The “evidence-based” influencers, basing their protocols on the research, are optimizing for the average. The other influencers are optimizing based on their personal experience, and they seem to shift course often, which leaves you confused.
Optimizing for the average has already been done, and it didn’t work. This is why I cringe when people seek “tips” or “shoulds” to get and stay healthy. I want to know the context of your experiences, exposures, and life demands, and then make an informed recommendation.
The Flaw Of Averages
In the late 1940s/early 1950s, the US Air Force had a serious problem: its pilots could not keep control of their planes. Although this was the dawn of jet-powered aviation and the planes were faster and more complicated to fly, the problems were so frequent and involved so many different aircraft that the air force had an alarming, life-or-death mystery on its hands. “It was a difficult time to be flying,” one retired airman told me. “You never knew if you were going to end up in the dirt.” At its worst point, 17 pilots crashed in a single day.
After multiple inquiries ended with no answers, officials turned their attention to the design of the cockpit itself as to the cause of flying difficulty. Everyone believed this improved calculation of the size of the average pilot would lead to a better-fitting cockpit and reduce the number of crashes.
Lt. Gilbert S. Daniels was put to work measuring pilots. Using the size data he had gathered from 4,063 pilots, Daniels calculated the average of the 10 physical dimensions believed to be most relevant for design, including height, chest circumference, and sleeve length. These formed the dimensions of the “average pilot,” which Daniels generously defined as someone whose measurements were within the middle 30 percent of the range of values for each dimension.
Before he crunched his numbers, the consensus among his fellow Air Force researchers was that the vast majority of pilots would be within the average range on most dimensions.
How many fit the average?
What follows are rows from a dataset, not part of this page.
use super::InstanceTerminationCapability;
use async_trait::async_trait;
use std::sync::Arc;
use tfplug::context::Context;
use tfplug::types::Diagnostics;
use tfplug::validator::{ObjectRequest, ObjectValidator};

/// Blocks destroys the service would refuse.
///
/// Runs against the prior state of the whole instance, so the request value
/// is the instance object and its `id` attribute names the instance.
pub struct InstanceTerminationValidator {
    capability: Arc<dyn InstanceTerminationCapability>,
}

impl InstanceTerminationValidator {
    pub fn new(capability: Arc<dyn InstanceTerminationCapability>) -> Self {
        Self { capability }
    }
}

#[async_trait]
impl ObjectValidator for InstanceTerminationValidator {
    fn description(&self) -> String {
        "instance must be in a state that allows termination".to_string()
    }

    async fn validate_object(
        &self,
        ctx: &Context,
        request: &ObjectRequest,
        diagnostics: &mut Diagnostics,
    ) {
        let Some(id) = request
            .config_value
            .as_map()
            .and_then(|attributes| attributes.get("id"))
            .and_then(|id| id.as_string())
        else {
            return;
        };

        match self.capability.can_instance_be_terminated(ctx, id).await {
            Ok(None) => {}
            Ok(Some(reason)) => {
                diagnostics.add_error("Instance is not allowed to be terminated", reason.to_string());
            }
            Err(e) => {
                tracing::error!(id = %id, error = %e, "Termination check failed");
                diagnostics.push(e.to_diagnostic("Cannot check if instance can be terminated"));
            }
        }
    }
}

#[cfg(test)]
mod tests {
    use super::super::fakes::{FakeTermination, Unreachable};
    use super::*;
    use crate::domain::public_cloud::enums::State;
    use crate::domain::public_cloud::ReasonInstanceCannotBeTerminated;
    use std::collections::HashMap;
    use tfplug::types::{AttributePath, Dynamic, DynamicValue};

    fn state(id: Dynamic) -> ObjectRequest {
        ObjectRequest {
            path: AttributePath::root(),
            config_value: Dynamic::Map(HashMap::from([("id".to_string(), id)])),
            config: DynamicValue::null(),
        }
    }

    async fn validate(
        capability: Arc<dyn InstanceTerminationCapability>,
        request: ObjectRequest,
    ) -> Diagnostics {
        let mut diagnostics = Diagnostics::new();
        InstanceTerminationValidator::new(capability)
            .validate_object(&Context::new(), &request, &mut diagnostics)
            .await;
        diagnostics
    }

    #[tokio::test]
    async fn destroying_instance_cannot_be_terminated() {
        let capability = Arc::new(FakeTermination {
            reason: Some(ReasonInstanceCannotBeTerminated::StateIs(State::Destroying)),
        });

        let diagnostics = validate(
            capability,
            state(Dynamic::String("ace712e9-a166-47f1-9065-4af0f7e7fce1".to_string())),
        )
        .await;

        assert_eq!(diagnostics.errors.len(), 1);
        assert_eq!(
            diagnostics.errors[0].summary,
            "Instance is not allowed to be terminated"
        );
        assert!(diagnostics.errors[0].detail.contains("DESTROYING"));
        assert!(diagnostics.errors[0].attribute.is_none());
    }

    #[tokio::test]
    async fn terminable_instance_passes() {
        let capability = Arc::new(FakeTermination { reason: None });

        let diagnostics = validate(capability, state(Dynamic::String("id".to_string()))).await;

        assert!(diagnostics.is_empty());
    }

    #[tokio::test]
    async fn missing_id_is_skipped() {
        let capability = Arc::new(FakeTermination {
            reason: Some(ReasonInstanceCannotBeTerminated::ContractEndsAtIsSet),
        });

        let diagnostics = validate(capability, state(Dynamic::Null)).await;

        assert!(diagnostics.is_empty());
    }

    #[tokio::test]
    async fn lookup_failure_is_reported() {
        let diagnostics = validate(Arc::new(Unreachable), state(Dynamic::String("id".into()))).await;

        assert_eq!(diagnostics.errors.len(), 1);
        assert_eq!(diagnostics.errors[0].detail, "503: Service Unavailable");
    }
}
//! Attribute validators
//!
//! Validators run during config validation, after the host has decoded the
//! configuration and before any plan is produced. They never fail; they push
//! diagnostics into the accumulator they are handed. Validators may await
//! remote lookups, which is why the traits are async and receive a [`Context`].
//!
//! Every built-in validator skips values that are Null or Unknown.

use crate::context::Context;
use crate::types::{AttributePath, Diagnostic, Diagnostics, Dynamic, DynamicValue};
use crate::value::Value;
use async_trait::async_trait;
use regex::Regex;

/// Request handed to string validators
#[derive(Debug, Clone)]
pub struct StringRequest {
    pub path: AttributePath,
    pub config_value: Value<String>,
    pub config: DynamicValue,
}

/// Request handed to integer validators
#[derive(Debug, Clone)]
pub struct Int64Request {
    pub path: AttributePath,
    pub config_value: Value<i64>,
    pub config: DynamicValue,
}

/// Request handed to object validators; the value is the raw object
#[derive(Debug, Clone)]
pub struct ObjectRequest {
    pub path: AttributePath,
    pub config_value: Dynamic,
    pub config: DynamicValue,
}

#[async_trait]
pub trait StringValidator: Send + Sync {
    fn description(&self) -> String;

    async fn validate_string(
        &self,
        ctx: &Context,
        request: &StringRequest,
        diagnostics: &mut Diagnostics,
    );
}

#[async_trait]
pub trait Int64Validator: Send + Sync {
    fn description(&self) -> String;

    async fn validate_int64(
        &self,
        ctx: &Context,
        request: &Int64Request,
        diagnostics: &mut Diagnostics,
    );
}

#[async_trait]
pub trait ObjectValidator: Send + Sync {
    fn description(&self) -> String;

    async fn validate_object(
        &self,
        ctx: &Context,
        request: &ObjectRequest,
        diagnostics: &mut Diagnostics,
    );
}

fn quoted_list<T: std::fmt::Display>(values: &[T], quote: bool) -> String {
    let items: Vec<String> = values
        .iter()
        .map(|v| {
            if quote {
                format!("\"{}\"", v)
            } else {
                v.to_string()
            }
        })
        .collect();
    format!("[{}]", items.join(" "))
}

/// String must be at most `max` characters long
pub struct LengthAtMost {
    pub max: usize,
}

#[async_trait]
impl StringValidator for LengthAtMost {
    fn description(&self) -> String {
        format!("string length must be at most {}", self.max)
    }

    async fn validate_string(
        &self,
        _ctx: &Context,
        request: &StringRequest,
        diagnostics: &mut Diagnostics,
    ) {
        let Some(value) = request.config_value.as_known() else {
            return;
        };

        let length = value.chars().count();
        if length > self.max {
            diagnostics.push(
                Diagnostic::error(
                    "Invalid Attribute Value Length",
                    format!(
                        "Attribute {} {}, got: {}",
                        request.path,
                        self.description(),
                        length
                    ),
                )
                .with_attribute(request.path.clone()),
            );
        }
    }
}

/// String must be at least `min` characters long
pub struct LengthAtLeast {
    pub min: usize,
}

#[async_trait]
impl StringValidator for LengthAtLeast {
    fn description(&self) -> String {
        format!("string length must be at least {}", self.min)
    }

    async fn validate_string(
        &self,
        _ctx: &Context,
        request: &StringRequest,
        diagnostics: &mut Diagnostics,
    ) {
        let Some(value) = request.config_value.as_known() else {
            return;
        };

        let length = value.chars().count();
        if length < self.min {
            diagnostics.push(
                Diagnostic::error(
                    "Invalid Attribute Value Length",
                    format!(
                        "Attribute {} {}, got: {}",
                        request.path,
                        self.description(),
                        length
                    ),
                )
                .with_attribute(request.path.clone()),
            );
        }
    }
}

/// String must match a regular expression
pub struct RegexMatches {
    pub pattern: Regex,
    pub message: String,
}

impl RegexMatches {
    pub fn new(pattern: Regex, message: impl Into<String>) -> Self {
        Self {
            pattern,
            message: message.into(),
        }
    }
}

#[async_trait]
impl StringValidator for RegexMatches {
    fn description(&self) -> String {
        self.message.clone()
    }

    async fn validate_string(
        &self,
        _ctx: &Context,
        request: &StringRequest,
        diagnostics: &mut Diagnostics,
    ) {
        let Some(value) = request.config_value.as_known() else {
            return;
        };

        if !self.pattern.is_match(value) {
            diagnostics.push(
                Diagnostic::error(
                    "Invalid Attribute Value Match",
                    format!(
                        "Attribute {} {}, got: {}",
                        request.path, self.message, value
                    ),
                )
                .with_attribute(request.path.clone()),
            );
        }
    }
}

/// String must be one of a fixed set of values
pub struct OneOf {
    pub values: Vec<String>,
}

impl OneOf {
    pub fn new<I, S>(values: I) -> Self
    where
        I: IntoIterator<Item = S>,
        S: Into<String>,
    {
        Self {
            values: values.into_iter().map(Into::into).collect(),
        }
    }
}

#[async_trait]
impl StringValidator for OneOf {
    fn description(&self) -> String {
        format!("value must be one of: {}", quoted_list(&self.values, true))
    }

    async fn validate_string(
        &self,
        _ctx: &Context,
        request: &StringRequest,
        diagnostics: &mut Diagnostics,
    ) {
        let Some(value) = request.config_value.as_known() else {
            return;
        };

        if !self.values.iter().any(|v| v == value) {
            diagnostics.push(
                Diagnostic::error(
                    "Invalid Attribute Value Match",
                    format!(
                        "Attribute {} {}, got: \"{}\"",
                        request.path,
                        self.description(),
                        value
                    ),
                )
                .with_attribute(request.path.clone()),
            );
        }
    }
}

/// Integer must lie within an inclusive range
pub struct Int64Between {
    pub min: i64,
    pub max: i64,
}

#[async_trait]
impl Int64Validator for Int64Between {
    fn description(&self) -> String {
        format!("value must be between {} and {}", self.min, self.max)
    }

    async fn validate_int64(
        &self,
        _ctx: &Context,
        request: &Int64Request,
        diagnostics: &mut Diagnostics,
    ) {
        let Some(value) = request.config_value.as_known() else {
            return;
        };

        if *value < self.min || *value > self.max {
            diagnostics.push(
                Diagnostic::error(
                    "Invalid Attribute Value",
                    format!(
                        "Attribute {} {}, got: {}",
                        request.path,
                        self.description(),
                        value
                    ),
                )
                .with_attribute(request.path.clone()),
            );
        }
    }
}

/// Integer must be one of a fixed set of values
pub struct Int64OneOf {
    pub values: Vec<i64>,
}

impl Int64OneOf {
    pub fn new(values: impl IntoIterator<Item = i64>) -> Self {
        Self {
            values: values.into_iter().collect(),
        }
    }
}

#[async_trait]
impl Int64Validator for Int64OneOf {
    fn description(&self) -> String {
        format!("value must be one of: {}", quoted_list(&self.values, false))
    }

    async fn validate_int64(
        &self,
        _ctx: &Context,
        request: &Int64Request,
        diagnostics: &mut Diagnostics,
    ) {
        let Some(value) = request.config_value.as_known() else {
            return;
        };

        if !self.values.contains(value) {
            diagnostics.push(
                Diagnostic::error(
                    "Invalid Attribute Value Match",
                    format!(
                        "Attribute {} {}, got: {}",
                        request.path,
                        self.description(),
                        value
                    ),
                )
                .with_attribute(request.path.clone()),
            );
        }
    }
}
Keep in mind, these are fighter pilots, already pre-selected based on certain physical characteristics.
ZERO!!
Out of 4,063 pilots, not a single airman fit within the average range on all 10 dimensions.
Biohacking for Whom?
The biohacking world often suffers from the same “average pilot” problem Gilbert Daniels exposed.
A 23-year-old single male influencer optimizing:
VO2 max,
sleep score,
fasting,
cold plunges,
HRV,
productivity,
and muscle gain…
…is operating under completely different biological and life constraints than:
a 47-year-old father of four,
a 52-year-old menopausal woman,
a shift worker,
a business owner under chronic stress,
or someone sleeping 5.5 hours because of caregiving responsibilities.
And yes — the demographic issue in studies is very real.
A huge amount of exercise physiology, nutrition, supplementation, and performance literature has historically been:
male dominant,
younger populations,
college-aged subjects,
military populations,
or highly controlled groups.
Women have historically been underrepresented in research. — especially:
perimenopausal women,
menopausal women,
pregnant women,
older women,
and hormonally complex populations
Be The Research
Traditional medicine often treats disease averages.
Optimization culture often chases performance averages.
But actual humans live in an individual context.
The science matters, but the applicability of action steps matters just as much, if not more. This is the shift I’m seeing this year with the people entering my office. People are growing tired of what optimal “should be” and curious about what it can look like for them. Lab values are interpreted in the context of the person’s life demands. Recommendations are given in the context of what the individual can tolerate. To me, that’s what functional medicine has always been about. Not being right, but finding what’s right for the individual sitting in front of me.